Oorlogsherinneringen van een dappere vrouw
Begin jaren negentig schrijft Hannelore Grünberg-Klein haar herinneringen aan de Tweede Wereldoorlog op – een oorlog die zij als enige van het gezin Klein overleeft. Zolang er nog tranen zijn is een bijna zakelijk relaas, zonder aangezette emotie. De feiten zeggen meer dan genoeg.
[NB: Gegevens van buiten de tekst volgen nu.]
//! # Drawing Surface
//!
//! Primitive paint operations for one page. Coordinates are page-local PDF
//! points with the origin at the bottom-left corner and y increasing upward.
//! Nothing is clipped; the serializer turns each op into content-stream
//! operators in the order it was recorded.

use crate::style::{Color, FontVariant};

#[derive(Debug, Clone, Copy, PartialEq)]
pub struct Point {
    pub x: f64,
    pub y: f64,
}

impl Point {
    pub fn new(x: f64, y: f64) -> Self {
        Self { x, y }
    }
}

/// Handle into the document's image table.
#[derive(Debug, Clone, Copy, PartialEq, Eq, Hash, PartialOrd, Ord)]
pub struct ImageId(pub usize);

/// How the `x` of a text op is interpreted.
#[derive(Debug, Clone, Copy, PartialEq, Eq)]
pub enum TextAnchor {
    /// `x` is the left edge of the first glyph.
    Start,
    /// `x` is the horizontal centre. The left edge is resolved when the page
    /// is serialized, after footer placeholders have been substituted.
    Center,
}

/// Stroke around a rectangle.
#[derive(Debug, Clone, Copy, PartialEq)]
pub struct Border {
    pub color: Color,
    pub width: f64,
}

#[derive(Debug, Clone, PartialEq)]
pub enum DrawOp {
    Text {
        text: String,
        x: f64,
        /// Baseline.
        y: f64,
        size: f64,
        font: FontVariant,
        color: Color,
        anchor: TextAnchor,
    },
    Line {
        from: Point,
        to: Point,
        thickness: f64,
        color: Color,
    },
    Rect {
        x: f64,
        y: f64,
        width: f64,
        height: f64,
        fill: Option<Color>,
        border: Option<Border>,
    },
    Image {
        image: ImageId,
        x: f64,
        y: f64,
        width: f64,
        height: f64,
    },
}

/// The ordered list of paint operations for one page.
#[derive(Debug, Clone)]
pub struct Surface {
    pub width: f64,
    pub height: f64,
    ops: Vec<DrawOp>,
}

impl Surface {
    pub fn new(width: f64, height: f64) -> Self {
        Self {
            width,
            height,
            ops: Vec::new(),
        }
    }

    #[allow(clippy::too_many_arguments)]
    pub fn draw_text(
        &mut self,
        text: &str,
        x: f64,
        y: f64,
        size: f64,
        font: FontVariant,
        color: Color,
    ) {
        if text.is_empty() {
            return;
        }
        self.ops.push(DrawOp::Text {
            text: text.to_string(),
            x,
            y,
            size,
            font,
            color,
            anchor: TextAnchor::Start,
        });
    }

    /// Draw text horizontally centred on `center_x`.
    pub fn draw_text_centered(
        &mut self,
        text: &str,
        center_x: f64,
        y: f64,
        size: f64,
        font: FontVariant,
        color: Color,
    ) {
        if text.is_empty() {
            return;
        }
        self.ops.push(DrawOp::Text {
            text: text.to_string(),
            x: center_x,
            y,
            size,
            font,
            color,
            anchor: TextAnchor::Center,
        });
    }

    pub fn draw_line(&mut self, from: Point, to: Point, thickness: f64, color: Color) {
        self.ops.push(DrawOp::Line {
            from,
            to,
            thickness,
            color,
        });
    }

    /// `(x, y)` is the bottom-left corner.
    pub fn draw_rect(
        &mut self,
        x: f64,
        y: f64,
        width: f64,
        height: f64,
        fill: Option<Color>,
        border: Option<Border>,
    ) {
        if fill.is_none() && border.is_none() {
            return;
        }
        self.ops.push(DrawOp::Rect {
            x,
            y,
            width,
            height,
            fill,
            border,
        });
    }

    pub fn draw_image(&mut self, image: ImageId, x: f64, y: f64, width: f64, height: f64) {
        self.ops.push(DrawOp::Image {
            image,
            x,
            y,
            width,
            height,
        });
    }

    pub fn ops(&self) -> &[DrawOp] {
        &self.ops
    }

    /// Text ops in paint order, as `(text, x, y)`.
    pub fn texts(&self) -> impl Iterator<Item = (&str, f64, f64)> + '_ {
        self.ops.iter().filter_map(|op| match op {
            DrawOp::Text { text, x, y, .. } => Some((text.as_str(), *x, *y)),
            _ => None,
        })
    }
}
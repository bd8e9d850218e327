//! Integration tests for the Folio generation pipeline.
//!
//! These go from a JSON request to laid-out pages and PDF bytes through the
//! public API only. They cover:
//! - pagination of long letters and where continuation pages start
//! - salary slip fallbacks and the totals box
//! - background fetch failures degrading to a solid fill
//! - letterhead and footer decoration on every page
//! - byte-identical output for identical requests

use std::time::Duration;

use folio::asset::{fetch_background, BackgroundAsset};
use folio::layout::Document;
use folio::style::Color;
use folio::surface::DrawOp;
use folio::{layout_document, parse_request, render, FolioError, GenerateRequest};

// ─── Helpers ────────────────────────────────────────────────────

fn request(json: &str) -> GenerateRequest {
    parse_request(json).expect("request should parse")
}

fn white() -> BackgroundAsset {
    BackgroundAsset::Solid(Color::WHITE)
}

fn layout(req: &GenerateRequest) -> Document {
    layout_document(req, white()).expect("layout should succeed").0
}

/// All text on a page, in paint order.
fn page_texts(doc: &Document, page: usize) -> Vec<(String, f64, f64)> {
    doc.pages[page]
        .surface
        .texts()
        .map(|(t, x, y)| (t.to_string(), x, y))
        .collect()
}

fn all_text(doc: &Document) -> String {
    (0..doc.page_count())
        .flat_map(|p| page_texts(doc, p))
        .map(|(t, _, _)| t)
        .collect::<Vec<_>>()
        .join(" ")
}

fn long_body(words: usize) -> String {
    const VOCAB: [&str; 5] = [
        "administration",
        "responsibilities",
        "correspondence",
        "acknowledgement",
        "implementation",
    ];
    (0..words)
        .map(|i| VOCAB[i % VOCAB.len()])
        .collect::<Vec<_>>()
        .join(" ")
}

fn letter_json(body: &str, extra: &str) -> String {
    format!(
        r#"{{
            "report": {{
                "type": "letter",
                "date": "2025-03-01",
                "recipient": ["The Principal", "North Campus"],
                "subject": "Annual Review",
                "salutation": "Dear Sir,",
                "body": {},
                "closing": "Regards,",
                "signatory": ["Ayesha Khan", "Senior Teacher"]
            }},
            "config": {{"baseFontSize": 12, "lineSpacing": "1.5"}}
            {}
        }}"#,
        serde_json::to_string(body).unwrap(),
        extra
    )
}

fn salary_slip_json(extra: &str) -> String {
    format!(
        r#"{{
            "report": {{
                "type": "salarySlip",
                "employee": {{"name": "Ayesha Khan", "title": "Senior Teacher", "schools": ["North Campus"]}},
                "periodStart": "2025-01-01",
                "periodEnd": "2025-01-31",
                "basicSalary": 50000,
                "earnings": [{{"category": "Salary", "amount": 50000}}],
                "deductions": [],
                "totals": {{"grossEarnings": 50000, "totalDeductions": 0, "netPayable": 50000}}
            }}
            {}
        }}"#,
        extra
    )
}

// ─── Pagination ─────────────────────────────────────────────────

#[test]
fn long_letter_continues_at_body_top() {
    let req = request(&letter_json(&long_body(200), ""));
    let doc = layout(&req);

    assert!(doc.page_count() > 1, "expected overflow, got {} page", doc.page_count());
    let body_top = doc.geometry.body_top();
    let (_, _, first_y) = page_texts(&doc, 1)
        .into_iter()
        .next()
        .expect("second page should carry text");
    assert!((first_y - body_top).abs() < 1e-6);
    assert!(first_y < doc.geometry.height - doc.geometry.margin + 1e-6);
}

#[test]
fn no_text_drops_below_the_body() {
    let req = request(&letter_json(&long_body(400), ""));
    let doc = layout(&req);
    let bottom = doc.geometry.body_bottom();
    for page in 0..doc.page_count() {
        for (text, _, y) in page_texts(&doc, page) {
            assert!(y >= bottom - 0.01, "'{}' at {} is below the body", text, y);
        }
    }
}

#[test]
fn every_page_gets_letterhead_and_footer() {
    let extra = r#", "letterhead": {"lines": ["Greenfield School System", "12 Canal Road"]},
                     "footer": "Page {{pageNumber}} of {{totalPages}}""#;
    let req = request(&letter_json(&long_body(300), extra));
    let doc = layout(&req);
    assert!(doc.page_count() > 1);

    for page in 0..doc.page_count() {
        let texts = page_texts(&doc, page);
        assert!(
            texts.iter().any(|(t, _, _)| t == "Greenfield School System"),
            "page {} has no letterhead",
            page + 1
        );
        // The footer of the last page is painted by the writer.
        if page + 1 < doc.page_count() {
            assert!(texts.iter().any(|(t, _, _)| t.contains("{{pageNumber}}")));
        }
    }

    let rendered = render(&req, white()).unwrap();
    let pdf = String::from_utf8_lossy(&rendered.bytes).to_string();
    assert!(pdf.contains(&format!("/Count {}", rendered.page_count)));
    assert_eq!(rendered.filename, "letter-annual-review.pdf");
}

// ─── Salary slip ────────────────────────────────────────────────

#[test]
fn salary_slip_falls_back_for_empty_deductions() {
    let req = request(&salary_slip_json(""));
    let doc = layout(&req);
    assert_eq!(doc.page_count(), 1);

    let texts = page_texts(&doc, 0);
    let deductions = texts
        .iter()
        .find(|(t, _, _)| t == "DEDUCTIONS")
        .expect("deductions heading");
    let none = texts
        .iter()
        .find(|(t, _, _)| t == "None")
        .expect("empty group text");
    assert!(none.2 < deductions.2);
    assert!((none.1 - deductions.1).abs() < 1e-6);

    let net = texts
        .iter()
        .filter(|(t, _, _)| t == "NET PAYABLE: PKR 50,000.00")
        .count();
    assert_eq!(net, 1);
    assert!(texts.iter().any(|(t, _, _)| t == "N/A"));
}

#[test]
fn totals_box_is_filled_and_bordered() {
    let req = request(&salary_slip_json(""));
    let doc = layout(&req);
    let boxed = doc.pages[0].surface.ops().iter().any(|op| {
        matches!(
            op,
            DrawOp::Rect { fill: Some(fill), border: Some(_), .. } if *fill == Color::TOTALS_FILL
        )
    });
    assert!(boxed);
}

#[test]
fn salary_slip_pdf_carries_title() {
    let req = request(&salary_slip_json(r#", "metadata": {"author": "Accounts"}"#));
    let rendered = render(&req, white()).unwrap();
    let pdf = String::from_utf8_lossy(&rendered.bytes).to_string();
    assert!(pdf.contains("/Title (Salary Slip - Ayesha Khan - January 2025)"));
    assert!(pdf.contains("/Author (Accounts)"));
    assert_eq!(rendered.filename, "salary-slip-ayesha-khan-2025-01.pdf");
}

// ─── Background ─────────────────────────────────────────────────

fn text_positions(doc: &Document) -> Vec<Vec<(String, f64, f64)>> {
    (0..doc.page_count()).map(|p| page_texts(doc, p)).collect()
}

#[tokio::test]
async fn background_timeout_keeps_layout_unchanged() {
    let listener = tokio::net::TcpListener::bind("127.0.0.1:0").await.unwrap();
    let addr = listener.local_addr().unwrap();
    let server = tokio::spawn(async move {
        let mut held = Vec::new();
        while let Ok((socket, _)) = listener.accept().await {
            held.push(socket);
        }
    });

    let url = format!("http://{}/letterhead-bg.png", addr);
    let background = fetch_background(Some(&url), Duration::from_millis(150), Color::WHITE).await;
    server.abort();
    assert!(matches!(background, BackgroundAsset::Solid(c) if c == Color::WHITE));

    let req = request(&salary_slip_json(""));
    let (with_fallback, _) = layout_document(&req, background).unwrap();
    let without = layout(&req);

    assert!(matches!(
        with_fallback.pages[0].surface.ops()[0],
        DrawOp::Rect { fill: Some(c), .. } if c == Color::WHITE
    ));
    assert_eq!(text_positions(&with_fallback), text_positions(&without));
}

#[tokio::test]
async fn generate_json_with_unreachable_background() {
    // Nothing listens on port 9 of the loopback; connection is refused.
    let json = salary_slip_json(r#", "background": "http://127.0.0.1:9/bg.png", "config": {"fetchTimeoutMs": 500}"#);
    let rendered = folio::generate_json(&json).await.unwrap();
    assert_eq!(rendered.page_count, 1);
    let pdf = String::from_utf8_lossy(&rendered.bytes).to_string();
    assert!(pdf.contains("/CreationDate (D:"));
    assert!(!pdf.contains("/XObject"));
}

// ─── Lesson plan ────────────────────────────────────────────────

#[test]
fn lesson_plan_table_repeats_header_across_pages() {
    let activities: Vec<String> = (0..60)
        .map(|i| {
            format!(
                r#"{{"name": "Activity {}", "duration": "10 min", "description": "Pairs discuss the reading and report back to the class"}}"#,
                i + 1
            )
        })
        .collect();
    let json = format!(
        r#"{{
            "report": {{
                "type": "lessonPlan",
                "title": "Fractions",
                "subject": "Mathematics",
                "grade": "5",
                "objectives": ["Compare fractions", "Add like fractions"],
                "materials": ["Fraction strips"],
                "activities": [{}]
            }}
        }}"#,
        activities.join(",")
    );
    let doc = layout(&request(&json));
    assert!(doc.page_count() > 1);

    for page in 0..doc.page_count() {
        let texts = page_texts(&doc, page);
        if texts.iter().any(|(t, _, _)| t.starts_with("Activity ")) {
            assert!(
                texts.iter().any(|(t, _, _)| t == "Description"),
                "page {} has rows without a header",
                page + 1
            );
        }
    }

    let all = all_text(&doc);
    assert!(all.contains("Activity 60"));
    assert!(all.contains("Compare fractions"));
    assert!(page_texts(&doc, 0).iter().any(|(t, _, _)| t == "1."));
}

// ─── Requests ───────────────────────────────────────────────────

#[test]
fn identical_requests_give_identical_bytes() {
    let req = request(&letter_json(&long_body(250), r#", "footer": "Page {{pageNumber}}""#));
    let a = render(&req, white()).unwrap();
    let b = render(&req, white()).unwrap();
    assert_eq!(a.bytes, b.bytes);
}

#[test]
fn malformed_requests_are_rejected() {
    let err = parse_request(r#"{"report": {"type": "invoice"}}"#).unwrap_err();
    assert!(matches!(err, FolioError::ParseError { .. }));
    assert!(parse_request("not json").is_err());
}

#[test]
fn explicit_filename_gets_pdf_extension() {
    let req = request(&salary_slip_json(r#", "filename": "january-slip""#));
    let rendered = render(&req, white()).unwrap();
    assert_eq!(rendered.filename, "january-slip.pdf");
}

#[test]
fn content_blocks_render_directly() {
    let json = r#"{
        "report": {"type": "blocks", "blocks": [
            {"type": "heading", "text": "Notice", "align": "center"},
            {"type": "letterBody", "text": "1. First step\n- Second step"},
            {"type": "separator"},
            {"type": "totalsBox", "text": "TOTAL: 5"}
        ]}
    }"#;
    let doc = layout(&request(json));
    let texts = page_texts(&doc, 0);
    let first = texts.iter().find(|(t, _, _)| t == "First step").unwrap();
    let second = texts.iter().find(|(t, _, _)| t == "Second step").unwrap();
    assert!((first.1 - second.1).abs() < 1e-6);
    let numbered = texts.iter().find(|(t, _, _)| t == "1.").unwrap();
    let bullet = texts.iter().find(|(t, _, _)| t == "•").unwrap();
    assert!((numbered.1 - bullet.1).abs() < 1e-6);
}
De geschiedenis begint in Berlijn, in de jaren twintig. Grote werkeloosheid teistert de Duitse bevolking, terwijl de Joodse cultuur haar bloeiperiode doormaakt. In een beschermend en traditiegetrouw milieu komt Hannelore ter wereld, vlak voordat Hitler de macht grijpt. Uit angst voor de nazi’s blijft ze enig kind. Haar nichtje Ruth is als een zusje voor haar. De beklemmende sfeer onder de volwassenen gaat grotendeels langs hun heen. Tot de nacht van 9 op 10 november 1938:
Met de Kristallnacht, de brandende synagoges en kapotgeslagen winkels en warenhuizen van Joden in geheel Duitsland kwam een einde aan onze schooltijd en daarmee ook aan onze kindertijd. Ruth en ik waren toen tien en elf jaar oud.
De St. Louis
Met de Kristallnacht begint het overleven. Even is daar de hoop om ver weg te geraken van het nationaalsocialistische bewind. De SS St. Louis vertrekt op 13 mei 1939 met 937 Joden aan boord vanuit de haven van Hamburg en zet koers naar Havana; een tragische geschiedenis waar weinig mensen mee bekend zijn. Onderweg heerst een feeststemming, de bemanning is opgedragen om ‘de Joodse passagiers als buitenlanders te behandelen’. In de vroege ochtend van 27 mei bereikt de St. Louis haar bestemming. Slechts achttien passagiers worden toegelaten, de rest blijft aan boord. De president van Cuba eist onmiddellijke afvaart. Na dagen van onderhandelen, leven tussen hoop en vrees, wordt het lot voor veel van de radeloze passagiers bezegeld: de St. Louis keert terug naar Europa.
Prikkeldraad
De familie Klein komt in Nederland terecht en verdwijnen direct achter prikkeldraad: ‘Wij wisten niet dat wij onze vrijheid voor de komende zes jaren kwijt waren, en dat de meesten van ons, ook mijn ouders, de vrijheid nooit meer zouden beleven.’ Eerst in Rotterdam, dan volgt Kamp Westerbork (waar de eerste jaren nog een relatief rustig leven wordt geleid) en vervolgens het gevreesde Auschwitz-Birkenau. Daar wordt ze gescheiden van haar moeder, een passage die door haar kale eenvoud door merg en been gaat:
Willoos als een slaapwandelaarster liep zij met de anderen mee. Niet één keer draaide mama zich om en ik keek haar na en wist niet dat ik haar voor de laatste keer had gezien. Mama was eenenveertig jaar oud toen zij vergast werd.
Kracht
Gerrit Komrij zei: ‘Goede literatuur bezit het vermogen ons met andermans ogen te laten zien.’ Wanneer we dit als criterium nemen, is Zolang er nog tranen zijn daarin volkomen geslaagd. We zien, en al is het maar een paar procent, een leven en maken daar voortaan onderdeel van uit. Een leven dat, zoals zoon Arnon Grunberg in zijn nawoord schrijft, niet enkel door de oorlog is bepaald. Kracht, doorzettingsvermogen en moed liggen hiervoor aan de basis, de wil om onafhankelijk te blijven. Wat haar boek maar weer eens laat zien is de (veer)kracht van de mens. En met de kracht van de mens, ook die van de literatuur.